Keep this unity of the Spirit in the active exercise of fellowship. The bond between the members of my body is most living and real, maintained by the circulation of the blood and the life it carries. ‘In one Spirit we were all baptized into one body! ‘There is one body and one Spirit! The inner union of life must find expression and be strengthened in the manifested communion of love. Cultivate intercourse not only with those who are of one way of thinking and worshipping with thyself, lest the unity be more in the flesh than the Spirit. Study in all thy thoughts and judgments of other believers to exercise the love that thinketh no evil. Never say an unkind word of a child of God, as little as of others. Love every believer, not for the sake of what in him is in sympathy with thee or pleasing to thee, but for the sake of the Spirit of the Father which there is in him. Give thyself expressly and of set purpose to love and labour for God’s children within thy reach, who through ignorance, or feebleness, or waywardness, know not that they have the Spirit, or are grieving Him. The work of the Spirit is to build up an habitation for God; yield thyself to the Spirit in thee to do the work. Recognise thy dependence upon the fellowship of the Spirit. in thy brother, and his dependence upon thee, and seek thy growth and his in the unity of love.

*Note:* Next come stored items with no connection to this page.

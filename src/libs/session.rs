//! Current user session: role and "last seen" watermark.
//!
//! The session is loaded once per command and passed explicitly to the code
//! that needs it. It is stored as JSON next to the configuration file.

use crate::libs::data_storage::DataStorage;
use crate::libs::error::OrderError;
use anyhow::Result;
use chrono::NaiveDateTime;
use serde::{Deserialize, Serialize};
use std::fmt;
use std::fs::{self, File};
use std::path::Path;

pub const SESSION_FILE_NAME: &str = "session.json";

#[derive(Debug, Clone, Copy, PartialEq, Eq, Default, Serialize, Deserialize, clap::ValueEnum)]
#[serde(rename_all = "lowercase")]
pub enum Role {
    /// Registers orders and manages dependency pauses.
    #[default]
    Operator,
    /// Contracted execution crew; completes orders.
    Crew,
    /// Full access, views dashboards.
    Manager,
}

impl fmt::Display for Role {
    fn fmt(&self, f: &mut fmt::Formatter<'_>) -> fmt::Result {
        let label = match self {
            Role::Operator => "operator",
            Role::Crew => "crew",
            Role::Manager => "manager",
        };
        write!(f, "{}", label)
    }
}

/// Actions guarded by the role check.
#[derive(Debug, Clone, Copy, PartialEq, Eq)]
pub enum Action {
    ManagePauses,
    Complete,
}

impl fmt::Display for Action {
    fn fmt(&self, f: &mut fmt::Formatter<'_>) -> fmt::Result {
        match self {
            Action::ManagePauses => write!(f, "pause or resume orders"),
            Action::Complete => write!(f, "complete orders"),
        }
    }
}

#[derive(Debug, Clone, Default, PartialEq, Serialize, Deserialize)]
pub struct UserSession {
    pub role: Role,
    /// Last time the user looked at the dashboard.
    #[serde(default)]
    pub last_seen: Option<NaiveDateTime>,
}

impl UserSession {
    pub fn new(role: Role) -> Self {
        UserSession { role, last_seen: None }
    }

    pub fn can(&self, action: Action) -> bool {
        match action {
            Action::ManagePauses => matches!(self.role, Role::Operator | Role::Manager),
            Action::Complete => matches!(self.role, Role::Crew | Role::Manager),
        }
    }

    pub fn authorize(&self, action: Action) -> Result<(), OrderError> {
        if self.can(action) {
            Ok(())
        } else {
            Err(OrderError::PermissionDenied {
                role: self.role.to_string(),
                action: action.to_string(),
            })
        }
    }

    /// Moves the watermark forward; it never goes back.
    pub fn touch(&mut self, now: NaiveDateTime) {
        self.last_seen = Some(self.last_seen.map_or(now, |seen| seen.max(now)));
    }

    /// Reads the session from the data directory, or a default operator session.
    pub fn load() -> Result<UserSession> {
        let path = DataStorage::new().get_path(SESSION_FILE_NAME)?;
        Self::load_from(&path)
    }

    pub fn load_from(path: &Path) -> Result<UserSession> {
        if !path.exists() {
            return Ok(UserSession::default());
        }
        let raw = fs::read_to_string(path)?;
        Ok(serde_json::from_str(&raw)?)
    }

    pub fn save(&self) -> Result<()> {
        let path = DataStorage::new().get_path(SESSION_FILE_NAME)?;
        self.save_to(&path)
    }

    pub fn save_to(&self, path: &Path) -> Result<()> {
        let file = File::create(path)?;
        serde_json::to_writer_pretty(&file, &self)?;
        Ok(())
    }
}
use crate::{
    libs::{
        messages::Message,
        session::{Role, UserSession},
    },
    msg_print, msg_success,
};
use anyhow::Result;
use clap::Args;

#[derive(Debug, Args)]
pub struct SessionArgs {
    /// Switch the session to this role
    #[arg(short, long, value_enum)]
    role: Option<Role>,
}

/// Shows the current role, or changes it. The "last seen" watermark is kept.
pub fn cmd(args: SessionArgs) -> Result<()> {
    let mut session = UserSession::load()?;

    match args.role {
        Some(role) => {
            session.role = role;
            session.save()?;
            msg_success!(Message::SessionUpdated(role.to_string()));
        }
        None => {
            msg_print!(Message::SessionRole(session.role.to_string()));
        }
    }

    Ok(())
}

Take thy part in the united intercession that rises up to God for the unity of His Church. Take up and continue the intercession of the Great High Priest for all who believe, ‘that they may be one.’ The Church is one in the life of Christ and the love of the Spirit. It is, alas ! not one in the manifested unity of the Spirit. Hence the need of the command: Keep the unity. Plead with God for the mighty workings of His Spirit in all lands and churches and circles of believers. When the tide is low, each little pool along the shore with its inhabitants is separated from the other by a rocky barrier. As the tide rises, the barriers are flooded over, and all meet in one great ocean. So it will be with the Church of Christ. As the Spirit of God comes, according to the promise, as floods upon the dry ground, each will know the power in himself and in others, and self disappear as the Spirit is known and honoured.

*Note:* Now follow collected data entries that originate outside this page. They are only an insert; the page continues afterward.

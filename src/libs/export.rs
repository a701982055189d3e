//! Export of SLA reports to CSV and JSON.
//!
//! Managers pull the same figures the dashboard shows into spreadsheets or
//! other tools. Every row is produced from an [`SlaReport`], so an export
//! always agrees with what `status` displays at the same reference time.
//!
//! ## Formats
//!
//! - **CSV**: one row per order followed by a summary section
//! - **JSON**: `{ "generated_at", "summary", "orders": [...] }`

use crate::libs::formatter::format_duration;
use crate::libs::sla::{to_hours, SlaReport, SlaSummary};
use crate::libs::timestamp::TIMESTAMP_FORMAT;
use anyhow::Result;
use chrono::{Local, NaiveDateTime};
use serde::{Deserialize, Serialize};
use std::fs::File;
use std::path::{Path, PathBuf};

/// Supported export formats.
#[derive(Debug, Clone, Copy, PartialEq, Eq, clap::ValueEnum)]
pub enum ExportFormat {
    Csv,
    Json,
}

/// One exported order.
#[derive(Debug, Serialize, Deserialize, PartialEq)]
pub struct ExportOrder {
    pub id: String,
    /// "on-track", "near-due" or "overdue"
    pub status: String,
    pub sla_hours: f64,
    /// Chargeable hours, two decimals
    pub chargeable_hours: f64,
    pub chargeable: String,
    pub paused: String,
    pub remaining: String,
    pub paused_now: bool,
}

impl From<&SlaReport> for ExportOrder {
    fn from(report: &SlaReport) -> Self {
        ExportOrder {
            id: report.order_id.clone(),
            status: serde_json::to_value(report.status)
                .ok()
                .and_then(|v| v.as_str().map(str::to_string))
                .unwrap_or_else(|| report.status.to_string()),
            sla_hours: report.sla_hours,
            chargeable_hours: (to_hours(report.chargeable) * 100.0).round() / 100.0,
            chargeable: format_duration(&report.chargeable),
            paused: format_duration(&report.paused),
            remaining: format_duration(&report.remaining),
            paused_now: report.paused_now,
        }
    }
}

#[derive(Debug, Serialize)]
struct ExportDocument<'a> {
    generated_at: String,
    summary: &'a SlaSummary,
    compliance: f64,
    orders: Vec<ExportOrder>,
}

/// Writes SLA reports to a file.
pub struct Exporter {
    format: ExportFormat,
    output_path: PathBuf,
}

impl Exporter {
    /// Creates an exporter; without a path the file is named after the current time.
    pub fn new(format: ExportFormat, output_path: Option<PathBuf>) -> Self {
        let extension = match format {
            ExportFormat::Csv => "csv",
            ExportFormat::Json => "json",
        };
        let output_path = output_path
            .unwrap_or_else(|| PathBuf::from(format!("obras_sla_{}.{}", Local::now().format("%Y%m%d_%H%M%S"), extension)));

        Exporter { format, output_path }
    }

    pub fn output_path(&self) -> &Path {
        &self.output_path
    }

    pub fn export(&self, reports: &[SlaReport], generated_at: NaiveDateTime) -> Result<()> {
        let summary = SlaSummary::from_reports(reports);
        let orders: Vec<ExportOrder> = reports.iter().map(ExportOrder::from).collect();
        match self.format {
            ExportFormat::Csv => self.export_csv(&orders, &summary),
            ExportFormat::Json => self.export_json(orders, &summary, generated_at),
        }
    }

    fn export_csv(&self, orders: &[ExportOrder], summary: &SlaSummary) -> Result<()> {
        let mut wtr = csv::Writer::from_path(&self.output_path)?;

        wtr.write_record(["ID", "Status", "SLA (h)", "Chargeable (h)", "Chargeable", "Paused", "Remaining", "Paused now"])?;
        for order in orders {
            wtr.write_record([
                order.id.clone(),
                order.status.clone(),
                order.sla_hours.to_string(),
                format!("{:.2}", order.chargeable_hours),
                order.chargeable.clone(),
                order.paused.clone(),
                order.remaining.clone(),
                order.paused_now.to_string(),
            ])?;
        }

        let blank = ["", "", "", "", "", "", "", ""];
        wtr.write_record(blank)?;
        wtr.write_record(["SUMMARY", "", "", "", "", "", "", ""])?;
        for (label, value) in [
            ("Total", summary.total.to_string()),
            ("On track", summary.on_track.to_string()),
            ("Near due", summary.near_due.to_string()),
            ("Overdue", summary.overdue.to_string()),
            ("Paused", summary.paused.to_string()),
            ("Compliance", format!("{:.1}%", summary.compliance())),
        ] {
            wtr.write_record([label, value.as_str(), "", "", "", "", "", ""])?;
        }

        wtr.flush()?;
        Ok(())
    }

    fn export_json(&self, orders: Vec<ExportOrder>, summary: &SlaSummary, generated_at: NaiveDateTime) -> Result<()> {
        let document = ExportDocument {
            generated_at: generated_at.format(TIMESTAMP_FORMAT).to_string(),
            summary,
            compliance: summary.compliance(),
            orders,
        };
        let file = File::create(&self.output_path)?;
        serde_json::to_writer_pretty(file, &document)?;
        Ok(())
    }
}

And how is this wondrous change to be brought about, and the time hastened that the prayer be fulfilled, ‘that they all may be one, that the world may know that Thou hast sent me, and hast loved them as Thou hast loved me ‘ ? Let each of us begin with himself. Resolve even now, beloved child of God, that this shall be the one mark of your life, the proof of your sonship, the having and knowing the Indwelling Spirit. If you are to unite, not with what pleases you, or is in harmony with your way of thinking and acting, but with what the Spirit in you sees and seeks in others, you must have given yourself entirely up to His way of thinking and acting. And if you are to do this, He must have the mastery of your whole being. You need to abide in the living and neverceasing consciousness that He dwelleth within you. You need to pray unceasingly that the Father may grant you, according to the riches of His glory, to be strengthened with might by His Spirit in the inner man. It is in the faith of the Triune God, the Father giving the Spirit in the name of the Son, and the Spirit dwelling within you; it is in this faith brought into adoring exercise at the footstool of God’s throne ; it is in direct contact and fellowship with the Father and the Son, that the Spirit will take full possession, and pervade your entire being. The fuller His indwelling and the mightier His working is, the more truly spiritual your being becomes, the more will self sink away, and the Spirit of Christ use you in building up and binding together believers into an habitation of God, Christ’s Spirit will be in you the holy anointing, the oil of consecration, to set you apart and fit you to be, as Christ was, a messenger of the Father’s love. In the humility and gentleness of daily life, in the kindliness and forbearance of love amid all the differences and difficulties in the Church, in the warm-hearted sympathy and self-sacrifice that goes out to find and help all who need help, the Spirit in you will prove that He belongs to all the members of the body as much as to you, and that through you His love reaches out to all around to teach and to bless.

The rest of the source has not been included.